> **What is needed**
Please reproduce exactly the lines that begin the listing below, up to and including the line where "pub struct HttpRequest" occurs.

> **Material for this exercise**
• • • • •

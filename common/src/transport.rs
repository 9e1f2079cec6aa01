//! HTTP送信の抽象化
//!
//! CLI/プロキシはreqwest、WASMはfetch、テストはモックで実装する。

use crate::error::Result;
use crate::types::UploadedFile;
use std::time::Duration;

/// HTTPメソッド（このアプリで使うもののみ）
#[derive(Debug, Clone, Copy, PartialEq, Eq)]
pub enum Method {
    Get,
    Post,
}

/// multipartの1パート
#[derive(Debug, Clone, PartialEq, Eq)]
pub struct FormPart {
    pub name: String,
    pub file: UploadedFile,
}

/// 送信リクエスト
#[derive(Debug, Clone, PartialEq, Eq)]
pub struct HttpRequest {
    pub method: Method,
    pub url: String,
    /// 空ならボディなし
    pub parts: Vec<FormPart>,
}

impl HttpRequest {
    pub fn get(url: impl Into<String>) -> Self {
        Self {
            method: Method::Get,
            url: url.into(),
            parts: Vec::new(),
        }
    }

    pub fn post_multipart(url: impl Into<String>, parts: Vec<FormPart>) -> Self {
        Self {
            method: Method::Post,
            url: url.into(),
            parts,
        }
    }
}

/// 受信レスポンス（ボディは読み切った状態）
#[derive(Debug, Clone, PartialEq, Eq)]
pub struct HttpResponse {
    pub status: u16,
    pub content_type: Option<String>,
    pub body: Vec<u8>,
}

impl HttpResponse {
    /// 2xxかどうか
    pub fn is_success(&self) -> bool {
        (200..300).contains(&self.status)
    }

    /// 5xxかどうか
    pub fn is_server_error(&self) -> bool {
        (500..600).contains(&self.status)
    }
}

/// HTTP送信と待機
///
/// リトライの待機もここを通す（モックでは記録のみ）。
#[allow(async_fn_in_trait)]
pub trait Transport {
    /// リクエストを送信。通信自体の失敗は `Error::Network`
    async fn send(&self, request: &HttpRequest) -> Result<HttpResponse>;

    /// 指定時間待機
    async fn sleep(&self, duration: Duration);
}
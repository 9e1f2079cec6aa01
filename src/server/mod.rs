//! 比較プロキシのHTTPサーバ
//!
//! ブラウザから受けた2ファイルをバックエンドへ転送し、
//! 返ってきたExcelをそのまま返す。

mod handlers;

use crate::client::ReqwestTransport;
use crate::config::Config;
use crate::error::{CompareError, Result};
use axum::extract::DefaultBodyLimit;
use axum::routing::{get, post};
use axum::Router;
use skv_compare_common::validation::MAX_SIZE_BYTES;
use skv_compare_common::RetryOptions;
use tower_http::cors::CorsLayer;
use tower_http::trace::TraceLayer;
use tracing::info;

/// 2ファイル + multipartのオーバーヘッド
pub const MAX_UPLOAD_BYTES: usize = (2 * MAX_SIZE_BYTES + 1024 * 1024) as usize;

/// ハンドラ共有の状態
#[derive(Clone)]
pub struct AppContext {
    pub transport: ReqwestTransport,
    pub backend_url: String,
    pub retry: RetryOptions,
}

impl AppContext {
    pub fn from_config(config: &Config) -> Self {
        Self {
            transport: ReqwestTransport::new(),
            backend_url: config.backend_url.clone(),
            retry: config.retry_options(),
        }
    }
}

/// ルーティング
pub fn router(ctx: AppContext) -> Router {
    Router::new()
        .route("/api/compare", post(handlers::compare))
        .route("/health", get(handlers::health))
        .with_state(ctx)
        .layer(DefaultBodyLimit::max(MAX_UPLOAD_BYTES))
        .layer(TraceLayer::new_for_http())
        .layer(CorsLayer::permissive())
}

/// サーバを起動（終了まで戻らない）
pub async fn run(config: &Config) -> Result<()> {
    let app = router(AppContext::from_config(config));

    let listener = tokio::net::TcpListener::bind(&config.bind)
        .await
        .map_err(|e| CompareError::Server(format!("Failed to bind to {}: {}", config.bind, e)))?;
    info!(bind = %config.bind, backend = %config.backend_url, "starting comparison proxy");

    axum::serve(listener, app)
        .await
        .map_err(|e| CompareError::Server(e.to_string()))?;

    Ok(())
}
//! SKV vs Tender Comparator Web App (Leptos + WASM)

mod app;
mod components;
mod files;
mod transport;

use wasm_bindgen::prelude::*;

#[wasm_bindgen(start)]
pub fn main() {
    console_error_panic_hook::set_once();
    leptos::mount::mount_to_body(app::App);
}
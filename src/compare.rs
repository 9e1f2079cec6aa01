//! CLIからの比較実行
//!
//! 画面と同じコントローラを駆動し、効果（送信・タイマー）をtokioで実行する。

use crate::error::{CompareError, Result};
use skv_compare_common::progress::TICK_INTERVAL;
use skv_compare_common::{
    build_comparison_request, check_health, content_type_for_path, fetch_with_retry, Controller,
    Effect, Event, FileSlot, Phase, RetryOptions, Transport, UploadedFile,
};
use std::path::Path;
use tokio::time::{interval_at, Instant, MissedTickBehavior};

/// 送信先の設定
#[derive(Debug, Clone)]
pub struct CompareOptions {
    pub url: String,
    pub health_url: String,
    pub retry: RetryOptions,
}

/// ローカルファイルをアップロード用に読み込む
pub fn load_upload(path: &Path) -> Result<UploadedFile> {
    if !path.exists() {
        return Err(CompareError::FileNotFound(path.display().to_string()));
    }

    let content = std::fs::read(path)?;
    let name = path
        .file_name()
        .map(|n| n.to_string_lossy().into_owned())
        .unwrap_or_else(|| path.display().to_string());

    Ok(UploadedFile::new(name, content_type_for_path(path), content))
}

/// 2ファイルの比較を最後まで実行
///
/// `on_progress` にはタイマー毎の進捗（0-100）が渡される。
/// 成功時は結果を保持したコントローラを返す。
pub async fn run_comparison<T, F>(
    transport: &T,
    options: &CompareOptions,
    skv: UploadedFile,
    tender: UploadedFile,
    mut on_progress: F,
) -> Result<Controller>
where
    T: Transport,
    F: FnMut(u8),
{
    let health = check_health(transport, &options.health_url).await;
    tracing::debug!(?health, "health check finished");
    let mut state = Controller::new().handle(Event::HealthChanged(health)).state;

    for (slot, file) in [(FileSlot::Skv, skv), (FileSlot::Tender, tender)] {
        state = state.handle(Event::FileSelected { slot, file }).state;
        if let Some(message) = state.error() {
            return Err(CompareError::Comparison(message.to_string()));
        }
    }

    let transition = state.handle(Event::Submit);
    state = transition.state;
    if let Some(message) = state.error() {
        return Err(CompareError::Comparison(message.to_string()));
    }

    let Some((skv, tender)) = transition.effects.into_iter().find_map(|effect| match effect {
        Effect::SendComparison { skv, tender } => Some((skv, tender)),
        _ => None,
    }) else {
        return Err(CompareError::Comparison("送信が開始されませんでした".into()));
    };

    let request = build_comparison_request(&options.url, skv, tender);
    let send = fetch_with_retry(transport, &request, options.retry);
    tokio::pin!(send);

    let mut ticker = interval_at(Instant::now() + TICK_INTERVAL, TICK_INTERVAL);
    ticker.set_missed_tick_behavior(MissedTickBehavior::Delay);
    on_progress(state.progress());

    let outcome = loop {
        tokio::select! {
            biased;
            outcome = &mut send => break outcome,
            _ = ticker.tick() => {
                state = state.handle(Event::ProgressTick).state;
                on_progress(state.progress());
            }
        }
    };

    let event = match outcome {
        Ok(response) => Event::ResponseReceived(response),
        Err(e) => Event::RequestFailed(e.to_string()),
    };
    state = state.handle(event).state;

    if let Phase::Failed(message) = state.phase() {
        return Err(CompareError::Comparison(message.clone()));
    }
    on_progress(state.progress());
    Ok(state)
}
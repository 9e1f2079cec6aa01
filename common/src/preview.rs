//! 結果プレビュー用の集計と検索

use crate::types::{ComparisonRow, ExtraFieldRow, ParsedResult};
use serde::Serialize;

/// ダウンロード時のファイル名
pub const DOWNLOAD_FILE_NAME: &str = "SKV_Tender_Comparison_Result.xlsx";

/// 判定の種類
#[derive(Debug, Clone, Copy, PartialEq, Eq, Serialize)]
pub enum InferenceKind {
    Match,
    Clarification,
    Conflict,
}

impl InferenceKind {
    /// 判定ラベルから分類（"Match" → "Clarification" の順に部分一致、それ以外は Conflict）
    pub fn classify(inference: &str) -> Self {
        if inference.contains("Match") {
            InferenceKind::Match
        } else if inference.contains("Clarification") {
            InferenceKind::Clarification
        } else {
            InferenceKind::Conflict
        }
    }

    pub fn as_str(&self) -> &'static str {
        match self {
            InferenceKind::Match => "match",
            InferenceKind::Clarification => "clarification",
            InferenceKind::Conflict => "conflict",
        }
    }
}

/// 件数サマリ
#[derive(Debug, Clone, Copy, Default, PartialEq, Eq, Serialize)]
#[serde(rename_all = "camelCase")]
pub struct Summary {
    pub total: usize,
    pub matches: usize,
    pub clarifications: usize,
    pub conflicts: usize,
    pub extra_fields: usize,
}

impl Summary {
    pub fn of(result: &ParsedResult) -> Self {
        let mut summary = Summary {
            total: result.comparison.len(),
            extra_fields: result.extra_fields.len(),
            ..Default::default()
        };

        for row in &result.comparison {
            match InferenceKind::classify(&row.inference) {
                InferenceKind::Match => summary.matches += 1,
                InferenceKind::Clarification => summary.clarifications += 1,
                InferenceKind::Conflict => summary.conflicts += 1,
            }
        }

        summary
    }
}

fn matches_term(fields: [&str; 4], needle: &str) -> bool {
    fields.iter().any(|f| f.to_lowercase().contains(needle))
}

/// 比較行を検索（大文字小文字を区別しない部分一致）
///
/// 返すインデックスは元の行番号。絞り込んでも表示番号は変わらない。
pub fn filter_comparisons<'a>(rows: &'a [ComparisonRow], term: &str) -> Vec<(usize, &'a ComparisonRow)> {
    let needle = term.to_lowercase();
    rows.iter()
        .enumerate()
        .filter(|(_, row)| matches_term(row.fields(), &needle))
        .collect()
}

/// 追加項目を検索
pub fn filter_extra_fields<'a>(rows: &'a [ExtraFieldRow], term: &str) -> Vec<(usize, &'a ExtraFieldRow)> {
    let needle = term.to_lowercase();
    rows.iter()
        .enumerate()
        .filter(|(_, row)| matches_term(row.fields(), &needle))
        .collect()
}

• • • • •

> **Output for this task**
filename common/src/transport.rs
repository 9e1f2079cec6aa01
//! HTTP送信の抽象化
//!
//! CLI/プロキシはreqwest、WASMはfetch、テストはモックで実装する。

use crate::error::Result;
use crate::types::UploadedFile;
use std::time::Duration;

/// HTTPメソッド（このアプリで使うもののみ）
#[derive(Debug, Clone, Copy, PartialEq, Eq)]
pub enum Method {
    Get,
    Post,
}

/// multipartの1パート
#[derive(Debug, Clone, PartialEq, Eq)]
pub struct FormPart {
    pub name: String,
    pub file: UploadedFile,
}

/// 送信リクエスト
#[derive(Debug, Clone, PartialEq, Eq)]
pub struct HttpRequest {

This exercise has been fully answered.